Records for processing:
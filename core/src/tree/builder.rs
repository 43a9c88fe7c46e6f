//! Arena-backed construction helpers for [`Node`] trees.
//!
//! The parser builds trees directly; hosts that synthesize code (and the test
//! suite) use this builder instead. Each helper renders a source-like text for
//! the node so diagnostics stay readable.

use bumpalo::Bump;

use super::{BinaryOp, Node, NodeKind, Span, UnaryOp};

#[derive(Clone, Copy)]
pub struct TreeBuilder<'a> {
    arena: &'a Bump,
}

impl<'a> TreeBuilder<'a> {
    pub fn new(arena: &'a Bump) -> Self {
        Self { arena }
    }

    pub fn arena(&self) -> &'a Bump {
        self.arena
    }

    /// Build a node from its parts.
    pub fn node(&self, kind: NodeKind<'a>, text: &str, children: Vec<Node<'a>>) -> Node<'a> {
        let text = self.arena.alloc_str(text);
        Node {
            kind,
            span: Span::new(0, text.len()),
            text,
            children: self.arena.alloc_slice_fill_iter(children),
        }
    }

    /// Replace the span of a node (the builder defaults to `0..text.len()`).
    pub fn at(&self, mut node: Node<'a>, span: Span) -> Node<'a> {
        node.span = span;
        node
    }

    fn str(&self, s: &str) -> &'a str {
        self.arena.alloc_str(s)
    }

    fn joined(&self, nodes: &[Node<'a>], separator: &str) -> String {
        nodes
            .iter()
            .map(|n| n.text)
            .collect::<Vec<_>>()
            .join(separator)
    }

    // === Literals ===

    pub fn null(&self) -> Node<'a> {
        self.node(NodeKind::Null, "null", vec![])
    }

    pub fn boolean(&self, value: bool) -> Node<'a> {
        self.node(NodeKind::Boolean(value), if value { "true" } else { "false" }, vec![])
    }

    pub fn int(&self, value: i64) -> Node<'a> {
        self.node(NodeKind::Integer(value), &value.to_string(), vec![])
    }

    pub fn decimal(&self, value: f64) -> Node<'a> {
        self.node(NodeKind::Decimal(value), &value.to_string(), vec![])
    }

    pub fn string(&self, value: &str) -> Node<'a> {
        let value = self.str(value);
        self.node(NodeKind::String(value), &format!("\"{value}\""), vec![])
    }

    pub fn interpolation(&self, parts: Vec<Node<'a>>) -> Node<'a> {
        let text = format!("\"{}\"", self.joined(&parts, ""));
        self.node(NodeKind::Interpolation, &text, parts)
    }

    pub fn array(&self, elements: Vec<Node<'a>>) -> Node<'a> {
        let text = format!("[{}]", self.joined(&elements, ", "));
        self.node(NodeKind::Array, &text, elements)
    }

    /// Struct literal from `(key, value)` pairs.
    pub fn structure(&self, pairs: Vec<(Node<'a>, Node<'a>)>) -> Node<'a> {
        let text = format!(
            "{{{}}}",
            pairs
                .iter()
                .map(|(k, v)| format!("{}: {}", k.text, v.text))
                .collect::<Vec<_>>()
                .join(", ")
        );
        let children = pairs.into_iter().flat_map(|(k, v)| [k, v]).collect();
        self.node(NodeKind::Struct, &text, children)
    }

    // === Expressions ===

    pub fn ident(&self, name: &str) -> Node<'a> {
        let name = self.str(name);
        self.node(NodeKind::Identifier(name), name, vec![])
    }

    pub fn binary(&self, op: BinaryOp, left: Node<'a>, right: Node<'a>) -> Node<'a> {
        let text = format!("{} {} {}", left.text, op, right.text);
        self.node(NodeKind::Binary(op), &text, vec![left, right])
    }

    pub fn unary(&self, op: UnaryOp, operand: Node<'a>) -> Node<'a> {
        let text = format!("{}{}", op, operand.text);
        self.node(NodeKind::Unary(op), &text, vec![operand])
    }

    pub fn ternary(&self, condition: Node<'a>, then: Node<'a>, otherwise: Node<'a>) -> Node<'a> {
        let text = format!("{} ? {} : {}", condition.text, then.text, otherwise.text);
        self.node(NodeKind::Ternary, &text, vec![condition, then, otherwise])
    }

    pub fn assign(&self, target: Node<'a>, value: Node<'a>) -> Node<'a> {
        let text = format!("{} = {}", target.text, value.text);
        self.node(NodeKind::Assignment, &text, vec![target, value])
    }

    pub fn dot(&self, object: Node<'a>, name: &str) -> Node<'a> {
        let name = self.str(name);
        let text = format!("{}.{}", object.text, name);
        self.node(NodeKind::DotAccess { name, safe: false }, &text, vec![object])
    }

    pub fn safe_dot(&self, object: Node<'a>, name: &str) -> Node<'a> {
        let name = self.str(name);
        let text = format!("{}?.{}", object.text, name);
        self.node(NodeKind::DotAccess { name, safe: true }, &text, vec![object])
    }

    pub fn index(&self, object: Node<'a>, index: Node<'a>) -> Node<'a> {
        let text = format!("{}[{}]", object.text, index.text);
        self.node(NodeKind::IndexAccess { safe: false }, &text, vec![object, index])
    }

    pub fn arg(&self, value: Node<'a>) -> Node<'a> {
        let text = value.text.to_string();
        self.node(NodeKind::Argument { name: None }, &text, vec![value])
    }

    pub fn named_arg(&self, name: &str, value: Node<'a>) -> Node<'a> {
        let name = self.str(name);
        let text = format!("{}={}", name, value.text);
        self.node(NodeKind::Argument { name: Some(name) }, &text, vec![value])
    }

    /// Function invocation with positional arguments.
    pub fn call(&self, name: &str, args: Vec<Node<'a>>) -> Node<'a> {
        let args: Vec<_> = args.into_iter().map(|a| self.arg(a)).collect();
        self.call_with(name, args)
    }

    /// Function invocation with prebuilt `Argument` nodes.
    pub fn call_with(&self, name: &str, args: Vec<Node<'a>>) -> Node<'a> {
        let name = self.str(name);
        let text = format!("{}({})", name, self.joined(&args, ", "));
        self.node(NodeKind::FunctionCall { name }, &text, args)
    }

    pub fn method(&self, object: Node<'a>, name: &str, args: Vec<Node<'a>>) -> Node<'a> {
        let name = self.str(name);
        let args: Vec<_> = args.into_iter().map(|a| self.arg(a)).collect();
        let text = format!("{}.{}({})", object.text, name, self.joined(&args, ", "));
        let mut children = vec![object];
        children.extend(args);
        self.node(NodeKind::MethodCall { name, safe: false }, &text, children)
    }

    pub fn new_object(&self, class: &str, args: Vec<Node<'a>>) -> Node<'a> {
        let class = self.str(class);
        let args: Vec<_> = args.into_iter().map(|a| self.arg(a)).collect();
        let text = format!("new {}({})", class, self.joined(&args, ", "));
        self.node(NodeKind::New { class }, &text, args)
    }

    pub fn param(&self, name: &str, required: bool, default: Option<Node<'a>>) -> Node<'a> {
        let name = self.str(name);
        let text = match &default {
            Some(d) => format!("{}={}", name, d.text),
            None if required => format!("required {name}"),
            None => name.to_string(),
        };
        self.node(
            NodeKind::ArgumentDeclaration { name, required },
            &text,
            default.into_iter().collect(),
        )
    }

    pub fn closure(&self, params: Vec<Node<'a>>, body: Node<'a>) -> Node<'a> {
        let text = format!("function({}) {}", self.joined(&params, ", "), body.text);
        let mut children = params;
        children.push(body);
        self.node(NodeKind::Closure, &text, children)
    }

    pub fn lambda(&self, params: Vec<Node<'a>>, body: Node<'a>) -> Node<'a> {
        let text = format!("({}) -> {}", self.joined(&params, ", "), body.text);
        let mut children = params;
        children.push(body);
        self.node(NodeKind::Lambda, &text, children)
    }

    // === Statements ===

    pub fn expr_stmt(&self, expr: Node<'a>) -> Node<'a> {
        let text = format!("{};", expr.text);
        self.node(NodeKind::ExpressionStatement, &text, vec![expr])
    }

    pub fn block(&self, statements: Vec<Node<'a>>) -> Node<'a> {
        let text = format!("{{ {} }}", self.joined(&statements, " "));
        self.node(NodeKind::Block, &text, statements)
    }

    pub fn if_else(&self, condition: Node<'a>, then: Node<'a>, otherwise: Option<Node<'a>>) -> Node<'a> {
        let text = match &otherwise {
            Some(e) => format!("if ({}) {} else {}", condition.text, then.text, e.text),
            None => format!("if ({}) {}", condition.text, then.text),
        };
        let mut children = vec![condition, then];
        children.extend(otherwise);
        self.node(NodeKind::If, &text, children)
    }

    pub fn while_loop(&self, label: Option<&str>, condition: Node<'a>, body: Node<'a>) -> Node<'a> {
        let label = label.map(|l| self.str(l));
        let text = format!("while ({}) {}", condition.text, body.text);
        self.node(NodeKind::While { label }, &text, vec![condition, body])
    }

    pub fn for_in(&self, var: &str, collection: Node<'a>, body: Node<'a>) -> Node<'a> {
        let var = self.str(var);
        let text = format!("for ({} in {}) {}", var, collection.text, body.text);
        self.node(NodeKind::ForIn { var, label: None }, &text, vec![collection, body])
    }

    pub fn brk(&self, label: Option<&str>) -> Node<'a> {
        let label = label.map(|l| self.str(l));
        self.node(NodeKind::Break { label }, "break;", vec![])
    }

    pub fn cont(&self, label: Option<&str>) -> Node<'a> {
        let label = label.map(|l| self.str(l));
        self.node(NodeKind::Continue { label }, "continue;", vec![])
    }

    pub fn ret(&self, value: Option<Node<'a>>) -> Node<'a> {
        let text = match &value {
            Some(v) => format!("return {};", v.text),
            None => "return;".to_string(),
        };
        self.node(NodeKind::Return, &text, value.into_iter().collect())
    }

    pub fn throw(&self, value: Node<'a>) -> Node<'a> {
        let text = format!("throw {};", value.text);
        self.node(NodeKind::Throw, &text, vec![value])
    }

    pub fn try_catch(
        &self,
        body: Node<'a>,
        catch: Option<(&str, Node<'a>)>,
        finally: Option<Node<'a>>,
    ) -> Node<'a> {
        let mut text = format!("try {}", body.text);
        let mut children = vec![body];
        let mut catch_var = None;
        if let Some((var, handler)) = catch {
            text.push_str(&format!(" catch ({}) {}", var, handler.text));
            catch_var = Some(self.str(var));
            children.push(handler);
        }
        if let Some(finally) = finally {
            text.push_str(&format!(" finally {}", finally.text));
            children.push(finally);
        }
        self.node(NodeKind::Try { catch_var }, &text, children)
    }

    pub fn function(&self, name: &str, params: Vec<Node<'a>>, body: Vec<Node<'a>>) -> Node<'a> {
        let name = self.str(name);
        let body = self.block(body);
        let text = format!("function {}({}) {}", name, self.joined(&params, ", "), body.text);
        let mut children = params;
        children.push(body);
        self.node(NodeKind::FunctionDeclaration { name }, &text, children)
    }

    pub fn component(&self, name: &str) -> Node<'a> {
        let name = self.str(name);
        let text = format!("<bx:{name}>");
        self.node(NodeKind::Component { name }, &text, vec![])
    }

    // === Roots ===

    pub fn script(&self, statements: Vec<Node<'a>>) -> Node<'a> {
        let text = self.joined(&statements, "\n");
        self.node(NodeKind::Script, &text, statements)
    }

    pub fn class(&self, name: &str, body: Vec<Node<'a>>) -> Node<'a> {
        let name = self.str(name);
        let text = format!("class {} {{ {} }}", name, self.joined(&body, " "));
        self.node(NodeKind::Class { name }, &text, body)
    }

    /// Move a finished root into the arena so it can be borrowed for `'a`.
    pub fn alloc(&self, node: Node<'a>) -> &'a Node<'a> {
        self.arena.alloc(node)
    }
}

Work to complete:
Wherever the string "DotAccess" appears in a line above, copy that line.

Expected output:
        self.node(NodeKind::DotAccess { name, safe: false }, &text, vec![object])
        self.node(NodeKind::DotAccess { name, safe: true }, &text, vec![object])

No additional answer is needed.